Japanese cuisine sets great store by presentation, combination, the actual process of eating, and it is all about recognising and enjoying the flavour of each ingredient in a dish. The Japanese lunch box or Bento provides the context and setting for understanding this unusual approach not only to food, but indeed to life as a whole as brought out brilliantly by Kenji Ekuan in his eponymous book on design and aesthetics.

Typically, a Japanese meal will consist of soup, rice, meat or fish or both, and vegetables. These four elements of a meal are placed in four compartments in the lunch box. Within each element, many variations are possible. Combinations of each different variation in each element can in turn be combined with an array of combinations of each of the other three compartments. Business lunches, served in the conference room, consist of such lunch boxes, each of which are usually attractive lacquered boxes each of which looks like a collector’s item. Servings are fixed, so there is no question of having more. I never plucked up the courage to ask for more rice, as I feared my hosts would think I wanted one more lunch box!

Watching the progress of a meal is interesting, and these are never long drawn out affairs, but briskly concluded, with much slurping and smacking of lips, punctuated by sighs of appreciation. Soup is slurped noisily, which met with my immediate approval. I warmed to the Japanese upon discovering that even in the most exclusive and expensive restaurants, one could track the consumption of soup at the far end of the room by the noises alone.

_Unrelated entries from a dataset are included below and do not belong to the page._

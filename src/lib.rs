//! Rollup Store - tiered, pre-aggregated metrics for entities
//!
//! Every write for an entity is folded into summary buckets at each
//! configured granularity (hourly, daily, monthly, yearly by default), so a
//! read over any date range touches a handful of buckets instead of raw
//! samples.
//!
//! This library provides:
//! - Calendar-aligned periods and date ranges
//! - Typed metrics that sum (AGGREGATE) or replace (ABSOLUTE)
//! - A query optimizer mapping a range onto the fewest stored buckets
//! - Per-entity locking, local or through a shared cache
//! - A fail-fast circuit breaker and a watchdog driving pausable workers
//! - In-memory and Redis bucket backends
//!
//! ```rust
//! use rollup_store::{DataStore, Metric, Metrics, TieredStore};
//!
//! # #[tokio::main(flavor = "current_thread")]
//! # async fn main() -> rollup_store::Result<()> {
//! let store = TieredStore::in_memory(&Default::default())?;
//!
//! let mut metrics = Metrics::new();
//! metrics.insert("requests", Metric::aggregate(1));
//! store.persist("web-1", 1_278_000_000_000, &metrics).await?;
//! # Ok(())
//! # }
//! ```

#![warn(missing_docs)]
#![warn(clippy::all)]

pub mod clock;
pub mod error;
pub mod fail_fast;
pub mod lock;
pub mod metric;
pub mod types;

/// Configuration management with TOML support
pub mod config;

/// Tracing subscriber setup
pub mod logging;

/// Prometheus metrics and telemetry
pub mod metrics;

/// Read planning across summary tiers
pub mod query;

/// Bucket backends and the tiered store built on them
pub mod storage;

/// Redis bucket backend and shared lock cache
pub mod redis;

/// Pausable ingest worker fed from a channel
pub mod ingestion;

/// Service lifecycle and the watchdog
pub mod services;

// Re-export main types
pub use error::{Error, Result};
pub use fail_fast::{FailFastConfig, FastFailCheck};
pub use metric::{EntityMeta, Metric, Metrics, Number, RecordType, Timeslice};
pub use query::QueryOptimizer;
pub use storage::{BufferedStore, DataStore, StoreConfig, TieredStore};
pub use types::{DateRange, Direction, Period, Timestamp};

The usual reaction of a novice on opening his lunch box for the first time is total puzzlement. What greets his eyes is an assortment of modest servings of food items, which appear to have been randomly selected and stowed into the four compartments. Picking up the chopsticks tentatively, he will wonder where to start, and furtively glance at the others seated near him. If he knows how to use chopsticks, he will at least be able to imitate the actions of those around him, which is the strategy I adopted. Business lunches are usually washed down with a bottle of green tea or Coke or coffee.

After the meal, accessories including chopsticks are carefully stowed away, and the table cleaned of remnants of the meal mean using paper napkins, which are also stowed in the lunch box before it is closed. What remains after a meal is a clean table, with not a speck or crumb of food to be spotted on pristine table tops.

In the evening, after work, meals are a more relaxed affair. Coats are removed, ties loosened, collars unbuttoned, shirtsleeves rolled up, as the waitresses come and go refilling glasses with shochu, replacing empty flasks of sake, or opening fresh bottles of chilled beer. The noise level gradually increases, and soon, there is a continuous reverberating roar, as a hundred throats compete to be heard in the din. Brays and hoots of laughter sweep across the throng and break against the walls like waves in the sea, punctuated by the clear voices of the waitresses exclaiming: Sumimasen! as they make their way through the throng bearing trays heaped with dishes of various kinds.

I find myself enjoying Kerala cuisine more, by trying to get the taste of the fish in the curry, the soft chamba rice, the lightly cooked beans thoran, instead of mixing them into one mish-mash ball and popping it into my waiting mouth. I enjoy mouthfuls of rice without any curry drowning its taste, savouring the soft but rough texture, and the rich taste, following it with a spoonful of fish curry. I now enjoy lightly spiced curries, which allow the taste of the meat or fish to be savoured.

Even the way I eat our traditional food has been subtly influenced by Japanese cuisine, as I prefer not to pour curry over the rice, but serve myself with each portion on a different part of the plate. I prefer to use the little ‘katories’ to hold different items such as thoran, avial, fried fish, beef curry, and so on, that I can enjoy one after the other, and not mix all together in a mess where all identity is lost. I am strongly of the view that the Japanese way of presenting and eating food will greatly enhance our enjoyment of our own cuisine.

(C. Balagopal is a former bureaucrat entrepreneur. He is the author of the book On A Clear Day You Can See India)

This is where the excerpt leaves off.